“[Q]uality is never an accident; it is always the result of intelligent effort”.
-John Ruskin, leading art critic and Victorian era writer
The necessity for intelligent effort is especially true in the world of software development, where thoughtful effort must be applied at every step in the development, particularly so during testing.
It’s imperative to continuously test a product—during development, during and after deployments when it goes live, and monitoring periodically as it’s used—as a form of preventative care, ensuring your customers get the most value possible from your web application and walk away content with their user experience.
But when it comes to browser testing, it can be difficult to decide how much testing you need. The practice of unit testing is conceptually simple: in order to determine test coverage, all you need to do is count the lines of code and see whether or not each one has been tested. This metric quickly devolves based upon whether particular lines of code really matter and whether all of a line’s logic has actually been tested. At higher levels of integration, API, or browser level / end-to-end testing, most organizations don’t even attempt to come up with a metric due to the combinatorially vast number of possible uses.
The Old Standard
Typically, teams (perhaps between product and engineering) determine a set of core test cases based on feature sets or a specified set of requirements. Coverage is calculated against this determined list of test cases: if a test exists to cover the case, it counts towards the coverage metric. Once all determined test cases have automated tests, typically teams will say they have full coverage if they’re not audacious enough to say 100% coverage.
This metric, however, can be misleading. Has the team correctly identified all of the important use cases? Have they accounted for the many permutations of possible user flows through those use cases?
This brings a further question: how many user stories are actually realistic to cover? Which potential user stories should actually be covered? Certainly, one engineer can’t test every potential user story. Not only would doing so take an unrealistic amount of time and resources: much of that time would likely be spent testing scenarios which rarely happen in the real world. Trying to test more and more potential use cases leads to test bloat, in which engineer-hours and test runtime trend ever-upward while test stability and usefulness trend downward.
Using this method, any subset of user stories chosen for testing is likely to suffer from an issue as old as computer science itself: garbage in, garbage out. If the user stories being tested aren’t realistic, then the test results you receive will ultimately be of little use to your team. You’ll miss testing important use cases, and critical bugs will make it into production.
A Better Way
Ideally, a team should know exactly which user stories are most representative of real user behavior, and test primarily those. When tests are written to reflect real user pathways, the “garbage” disappears—the tests are close simulations of what will be performed by real users. With no garbage in, we as testers save ourselves from producing garbage out that affects both our users’ experiences and our own revenue streams resultant from flawed testing practices. If every test is founded on reality, every result will be truly invaluable to the software team.
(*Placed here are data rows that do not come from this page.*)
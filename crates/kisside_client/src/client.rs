use thiserror::Error;

use kisside_remote::{
    ProtocolVersion, QueueConfig, RemoteError, RequestQueue, Rpc, RpcConfig, TransportRegistry,
};

use crate::auth::AuthService;
use crate::fs::FsService;

pub const DEFAULT_SERVICE: &str = "kisside";

/// Connection settings for one kisside server.
#[derive(Clone, Debug)]
pub struct ClientConfig {
    pub base_url: String,
    /// Service name stamped on every call envelope.
    pub service: String,
    pub version: ProtocolVersion,
    /// Per-call timeout override. `None` defers to the queue default.
    pub timeout_ms: Option<u64>,
    pub coalesce_failures: bool,
    pub queue: QueueConfig,
}

impl ClientConfig {
    pub fn new(base_url: impl Into<String>) -> Self {
        Self {
            base_url: base_url.into(),
            service: DEFAULT_SERVICE.to_owned(),
            version: ProtocolVersion::Qx1,
            timeout_ms: None,
            coalesce_failures: false,
            queue: QueueConfig::default(),
        }
    }

    pub fn with_service(mut self, service: impl Into<String>) -> Self {
        self.service = service.into();
        self
    }

    pub fn with_version(mut self, version: ProtocolVersion) -> Self {
        self.version = version;
        self
    }

    pub fn with_timeout_ms(mut self, timeout_ms: u64) -> Self {
        self.timeout_ms = Some(timeout_ms);
        self
    }

    pub fn with_coalesced_failures(mut self, coalesce: bool) -> Self {
        self.coalesce_failures = coalesce;
        self
    }

    pub fn with_queue(mut self, queue: QueueConfig) -> Self {
        self.queue = queue;
        self
    }

    fn validate(&self) -> Result<(), ClientError> {
        if self.base_url.trim().is_empty() {
            return Err(ClientError::EmptyBaseUrl);
        }
        Ok(())
    }
}

/// Typed client for a kisside server: one request queue, one RPC endpoint,
/// and the auth/fs surfaces on top. Clones share the queue and session.
#[derive(Clone)]
pub struct Client {
    rpc: Rpc,
    queue: RequestQueue,
}

impl Client {
    /// Build the standard transport set, start the queue driver, and bind
    /// the RPC endpoint. Touches no network until the first call.
    pub fn start(config: ClientConfig) -> Result<Self, ClientError> {
        config.validate()?;
        let ClientConfig {
            base_url,
            service,
            version,
            timeout_ms,
            coalesce_failures,
            queue,
        } = config;

        let registry = TransportRegistry::standard()?;
        let queue = RequestQueue::start(queue, registry)?;

        let mut rpc_config = RpcConfig::new(base_url)
            .with_service(service)
            .with_version(version)
            .with_coalesced_failures(coalesce_failures);
        if let Some(timeout_ms) = timeout_ms {
            rpc_config = rpc_config.with_timeout_ms(timeout_ms);
        }
        let rpc = Rpc::new(rpc_config, queue.clone());
        tracing::debug!(url = %rpc.url(), "kisside client started");

        Ok(Self { rpc, queue })
    }

    pub fn rpc(&self) -> &Rpc {
        &self.rpc
    }

    pub fn queue(&self) -> &RequestQueue {
        &self.queue
    }

    /// Authentication surface. Stateless; sessions live in the tokens it
    /// returns.
    pub fn auth(&self) -> AuthService {
        AuthService::new(self.rpc.clone())
    }

    /// Filesystem surface bound to one auth token.
    pub fn fs(&self, authtoken: impl Into<String>) -> FsService {
        FsService::new(self.rpc.clone(), authtoken)
    }

    /// Stop the queue driver. Outstanding calls resolve with a rejection.
    pub async fn shutdown(&self) -> Result<(), ClientError> {
        self.queue.shutdown().await?;
        Ok(())
    }
}

#[derive(Clone, Debug, Error, PartialEq, Eq)]
pub enum ClientError {
    #[error("base url must not be empty")]
    EmptyBaseUrl,

    #[error("remote layer error: {0}")]
    Remote(#[from] RemoteError),
}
Fortunately, product analytics make discovering real user stories possible. With the right toolset, developers can track how users actually navigate a site, develop data-backed user stories accordingly, and then identify the most likely ways a real user would actually use a web application. Once the most likely user stories are identified, effective testing can correspondingly be built, providing testing efficiency and optimal coverage.
Ultimately this change—from determining test cases with a team in a room, to detecting test cases from what your users are doing on your application—will become an industry standard. The technology to enable this pivot is new to the scene compared to traditional testing customs, and will require many teams to alter their expectations and KPIs to allow their testing teams to win while making the shift.
We built ProdPerfect to plug product analytics directly into testing, making that transition easier and more immediately impactful. Whether or not you work with us to shepherd this transition towards a more data-driven testing suite, the seismic shift towards test case detection will be one that means a higher quality software product for your business and the industry as a whole.